What needs to be done: Your answer must be one number: the count of lines below that hold the word "date".

----- Source material -----

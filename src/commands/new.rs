//! Create a new post

use anyhow::{Context, Result};
use std::fs;
use std::path::PathBuf;

use crate::Blog;

/// Category used when none is given
pub const DEFAULT_CATEGORY: &str = "uncategorized";

const DEFAULT_SCAFFOLD: &str = r#"---
title: {{ title }}
description: {{ description }}
author: {{ author }}
date: {{ date }}
category: {{ category }}
tags: []
---
"#;

/// Create a new post from `scaffolds/post.md`
///
/// The post lands in the blog directory as `TitleInPascalCase.md` unless
/// `path` (relative to the source directory, without extension) is given.
/// Existing files are never overwritten.
pub fn create_post(
    blog: &Blog,
    title: &str,
    category: Option<&str>,
    path: Option<&str>,
) -> Result<PathBuf> {
    let now = chrono::Local::now();

    let relative = match path {
        Some(p) => format!("{}.md", p.trim_matches('/')),
        None => format!(
            "{}/{}.md",
            blog.config.blog_dir.trim_matches('/'),
            file_stem(title)
        ),
    };
    let file_path = blog.source_dir.join(relative);

    if file_path.exists() {
        anyhow::bail!("File already exists: {:?}", file_path);
    }

    let scaffold_path = blog.base_dir.join("scaffolds").join("post.md");
    let scaffold_content = if scaffold_path.exists() {
        fs::read_to_string(&scaffold_path)
            .with_context(|| format!("reading {}", scaffold_path.display()))?
    } else {
        DEFAULT_SCAFFOLD.to_string()
    };

    // Values are written as double-quoted YAML scalars
    let content = scaffold_content
        .replace("{{ title }}", &yaml_string(title))
        .replace("{{ description }}", &yaml_string(""))
        .replace("{{ author }}", &yaml_string(&blog.config.author))
        .replace("{{ date }}", &yaml_string(&now.format("%Y-%m-%d").to_string()))
        .replace(
            "{{ category }}",
            &yaml_string(category.unwrap_or(DEFAULT_CATEGORY)),
        );

    if let Some(parent) = file_path.parent() {
        fs::create_dir_all(parent)?;
    }
    fs::write(&file_path, content)
        .with_context(|| format!("writing {}", file_path.display()))?;

    tracing::info!("Created: {:?}", file_path);

    Ok(file_path)
}

/// `My first post!` -> `MyFirstPost`
fn file_stem(title: &str) -> String {
    let stem: String = title
        .split(|c: char| !c.is_alphanumeric())
        .filter(|word| !word.is_empty())
        .map(|word| {
            let mut chars = word.chars();
            match chars.next() {
                Some(first) => first.to_uppercase().chain(chars).collect::<String>(),
                None => String::new(),
            }
        })
        .collect();

    if stem.is_empty() {
        "Untitled".to_string()
    } else {
        stem
    }
}

fn yaml_string(value: &str) -> String {
    // A JSON string is a valid YAML double-quoted scalar
    serde_json::Value::String(value.to_string()).to_string()
}
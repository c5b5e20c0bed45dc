//! Clean the public directory

use anyhow::{Context, Result};
use std::fs;

use crate::Blog;

/// Delete the public directory
pub fn run(blog: &Blog) -> Result<()> {
    if blog.public_dir.exists() {
        fs::remove_dir_all(&blog.public_dir)
            .with_context(|| format!("deleting {}", blog.public_dir.display()))?;
        tracing::info!("Deleted: {:?}", blog.public_dir);
    }

    Ok(())
}
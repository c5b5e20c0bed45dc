//! Content loader - loads markdown documents from the source directory

use std::fs;
use std::path::Path;
use walkdir::WalkDir;

use super::{extract_entries, BlogEntry, MarkdownDocument};
use crate::error::{Error, Result};
use crate::Blog;

/// Loads content from the source directory
pub struct ContentLoader<'a> {
    blog: &'a Blog,
}

impl<'a> ContentLoader<'a> {
    /// Create a new content loader
    pub fn new(blog: &'a Blog) -> Self {
        Self { blog }
    }

    /// Load every markdown document under the source directory
    ///
    /// Documents come back ordered by path so that repeated builds see the
    /// same input order. Any I/O failure aborts the load.
    pub fn load_documents(&self) -> Result<Vec<MarkdownDocument>> {
        let source_dir = &self.blog.source_dir;
        let excluded = self.blog.config.exclude_patterns();

        if !source_dir.is_dir() {
            return Err(Error::SourceUnreadable {
                path: source_dir.clone(),
                source: std::io::Error::new(
                    std::io::ErrorKind::NotFound,
                    "source directory does not exist",
                ),
            });
        }

        let mut documents = Vec::new();

        for entry in WalkDir::new(source_dir)
            .follow_links(true)
            .sort_by_file_name()
        {
            let entry = entry.map_err(|e| Error::SourceUnreadable {
                path: e.path().unwrap_or(source_dir).to_path_buf(),
                source: e.into(),
            })?;

            let path = entry.path();
            if !entry.file_type().is_file() || !is_markdown_file(path) {
                continue;
            }

            let relative = path.strip_prefix(source_dir).unwrap_or(path);
            if excluded.iter().any(|p| p.matches_path(relative)) {
                tracing::debug!("Excluded: {:?}", relative);
                continue;
            }

            documents.push(self.load_document(path, relative)?);
        }

        Ok(documents)
    }

    /// Load documents and extract their listing entries
    pub fn load_entries(&self) -> Result<(Vec<MarkdownDocument>, Vec<BlogEntry>)> {
        let documents = self.load_documents()?;
        let entries = extract_entries(&documents);
        Ok((documents, entries))
    }

    /// Load a single document from a file
    fn load_document(&self, path: &Path, relative: &Path) -> Result<MarkdownDocument> {
        let content = fs::read_to_string(path).map_err(|source| Error::ReadDocument {
            path: path.to_path_buf(),
            source,
        })?;

        Ok(MarkdownDocument::parse(
            path,
            relative,
            &content,
            &self.blog.config.root,
        ))
    }
}

/// Check if a file is a markdown file
fn is_markdown_file(path: &Path) -> bool {
    path.extension()
        .and_then(|e| e.to_str())
        .map(|e| e == "md" || e == "markdown")
        .unwrap_or(false)
}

-----

Response: 2